A monomeric form of ecCTLA-4, which comprises a canonical Ig superfamily (IgSF) V-set domain, was engineered by mutating the cysteine at position 122, which forms a disulfide between the C-terminal membrane-proximal linker regions of the protein, to a serine. As expected, this construct was expressed as a monomer (see Supplementary Fig. S1), and its crystal structure revealed the characteristic V-set IgSF fold (see Fig. 1a and Table 1). Although only one molecule of CTLA-4 is present in each crystallographic asymmetric unit, an unexpected swapping of the C-terminal β-strands between adjacent ecCTLA-4 molecules results in the formation of an artificial homodimer (compare the topology diagrams in Fig. 1b and c). In Fig. 1d we show an omit map with phase information for the strand-swapped region excluded from the calculation: the 2Fo − Fc map shows clearly the strand-swapped density. The GG′ strands of one domain replace the GG′ strands of a neighbour, and vice versa, forming a compact dimeric unit. A structural comparison with the native, non-strand-swapped crystal structures of B7-complexed CTLA-4 and mammalian-expressed CTLA-4 (maCTLA-4; Yu et al., manuscript in preparation) which forms a quite different disulfide-linked dimer, revealed that cis–trans isomerisation of the prolines at positions 101 and 103 relieves peptide bond strain in ecCTLA-4 seemingly driving the strand swap of the C-terminal β-strands (Fig. 1b and c). In Supplementary Fig. S2, we show a superposition of all four previously determined CTLA-4 crystal structures—three of which describe non-strand-swapped dimers (all additionally ligand bound) and one of which is an unliganded monomer. In addition to superposition of the domains themselves, we show a close-up of the triproline loop in which cis–trans isomerisation is present in the ecCTLA-4 structure compared to the others. As well as this reconfiguration, new van der Waals and hydrogenbonding interaction networks between the amino acids forming the (opened) hinging region appear to provide stabilisation energy for the strand-swapped ecCTLA-4 dimer, alongside the formation of the native-like β-strand interactions between the GG′ and F strands.

Fig. 1

Structure of a strand-swapped Ig-domain dimer. The structure of the stand-swapped dimer is shown in (a) and its topological diagram in (b) (strands named according to standard conventions). For comparison, (c) displays the topology diagram of the homodimeric maCTLA-4 ectodomain (Yu et al., manuscript in preparation).
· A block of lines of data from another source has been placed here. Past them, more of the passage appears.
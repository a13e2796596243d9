//! Automatic Mode in the browser.
//!
//! Wires the controller to `localStorage`, the page's toggle switches, the
//! cross-tab `storage` event and a reconciliation timer. The picker widget and
//! the pairing screens call back in through the exported functions below.

pub mod dom;
pub mod events;
pub mod state;
pub mod store;
pub mod surface;

use pp_core::{Controller, ControllerConfig, SettingField};
use store::BrowserStore;
use surface::DomSurface;
use wasm_bindgen::prelude::*;

/// WASM entry point – called automatically when the module is instantiated.
#[wasm_bindgen(start)]
pub fn start() -> Result<(), JsValue> {
    console_error_panic_hook::set_once();
    init()
}

fn init() -> Result<(), JsValue> {
    let store = BrowserStore;
    if !store.is_available() {
        gloo_console::warn!("localStorage unavailable, automatic mode stays locked");
    }

    let config = ControllerConfig::default();
    let interval_ms = config.reconcile_interval_ms;
    let mut controller = Controller::new(store, DomSurface::new(store), config);
    controller.load();
    controller.take_outbox();
    state::install(controller);

    events::bind_switches()?;
    events::bind_storage_events()?;
    events::start_reconciler(interval_ms);
    Ok(())
}

/// Picker confirmed. Returns whether exercise mode is now on.
#[wasm_bindgen(js_name = confirmExerciseTimePicker)]
pub fn confirm_exercise_time_picker(minutes: u32) -> bool {
    matches!(
        state::with_controller(|c| c.confirm_exercise(minutes)),
        Some(Ok(_))
    )
}

#[wasm_bindgen(js_name = cancelExerciseTimePicker)]
pub fn cancel_exercise_time_picker() {
    state::with_controller(|c| c.cancel_exercise());
}

#[wasm_bindgen(js_name = setPumpPaired)]
pub fn set_pump_paired(paired: bool) {
    state::with_controller(|c| c.set_pump_paired(paired));
}

/// Returns `false` when the basal flag was refused because no pump is paired.
#[wasm_bindgen(js_name = configureBasal)]
pub fn configure_basal() -> bool {
    state::with_controller(|c| {
        c.configure_basal();
        c.snapshot().basal_configured
    })
    .unwrap_or(false)
}

#[wasm_bindgen(js_name = pairCgms)]
pub fn pair_cgms(serial: &str) {
    state::with_controller(|c| c.pair_cgms(serial));
}

#[wasm_bindgen(js_name = unpairCgms)]
pub fn unpair_cgms() {
    state::with_controller(|c| c.unpair_cgms());
}

/// `field` is one of `sensitivity`, `activeTime`, `dailyDose`.
#[wasm_bindgen(js_name = recordSetting)]
pub fn record_setting(field: &str, value: &str) -> Result<(), JsValue> {
    let field = parse_field(field)?;
    state::with_controller(|c| c.record_setting(field, value));
    Ok(())
}

#[wasm_bindgen(js_name = resetSetting)]
pub fn reset_setting(field: &str) -> Result<(), JsValue> {
    let field = parse_field(field)?;
    state::with_controller(|c| c.reset_setting(field));
    Ok(())
}

fn parse_field(field: &str) -> Result<SettingField, JsValue> {
    match field {
        "sensitivity" => Ok(SettingField::Sensitivity),
        "activeTime" => Ok(SettingField::ActiveTime),
        "dailyDose" => Ok(SettingField::DailyDose),
        other => Err(JsValue::from_str(&format!("unknown setting `{other}`"))),
    }
}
The location of the disulfide is shown in yellow. The close-ups are molecular representations of the hinge regions (red boxes) in the swapped (top, carbon in green, oxygen in red, nitrogen in blue and sulfur in yellow) and unswapped (bottom, same colours except carbon in grey) vl-Ig domains. For purification of samples, see Supplementary Fig. S1 and Ref. 19; for structure determination method and statistics for ecCTLA-4, see Table 1. (d) Omit map calculations for the structure. The hinge region of the dimer was omitted in calculation of both the 2Fo − Fc map (blue) and the Fo − Fc map (green, at + 3σ; red at − 3σ). The atomic model for one-half of the crystallographic dimer is included in the figure.

Table 1

	ecCTLA4
Data collection
Space group	P3121
Cell dimensions
a, b, c (Å)	43.0, 43.0, 140.1
α, β, γ (°)	90, 90, 120
Resolution (Å)	18.6–2.6
Rmerge	3.6 (20.0)
I/σI	29.1 (9.0)
No. of reflections/no. unique	99,136/4488
Completeness (%)	85.0 (45.8)
Redundancy	22.1 (21.3)
Refinement
Resolution (Å)	18.6–2.6
No. of reflections	4289
Rwork/Rfree	19.2/24.5⁎
No. of atoms
Protein	914
Water	50
B-factors
Protein (main chain)	26.6
Protein (side chain)	31.1
Water	22.1
Overall	28.4
R.M.S.D.s
Bond lengths (Å)	0.006
Bond angles (°)	1.03
Ramachandran plot analysis
Outliers	0.00%
In allowed regions	4.31%
In preferred regions	95.69%

The CTLA4 vl-Ig was concentrated to 10 mg/ml in Hepes-buffered saline at pH 7.4 and crystallised in 0.02 M magnesium chloride, 0.1 M Hepes (pH 7.5), 22% (w/v) polyacrylic acid 5100 sodium salt and 0.4 M NDSB-256 (nondetergent sulfobetaine 256, dimethylbenzylammonium propane sulfonate), or with 6% 1,6-diaminohexane. Crystals appeared after 12 h and were frozen in a stream of nitrogen either with perfluorated oil or with 25% glycerol in the mother liquor as cryoprotectant. Data were collected on a MAR345 in-house detector at a wavelength of 1.542 Å. Data were indexed, integrated and scaled with the XDS package and the structure was solved by molecular replacement using PHASER with monomeric CTLA4 (Protein Data Bank code 1I8L, the structure of CTLA4 from the complex with B7-1). The structure was refined with Refmac5.4 using a maximum likelihood target alternated with manual rebuilding of the structure (⁎4.2% of the reflections have been used for Rfree calculation, i.e., 189 reflections). Parenthetical values are for the highest-resolution shell.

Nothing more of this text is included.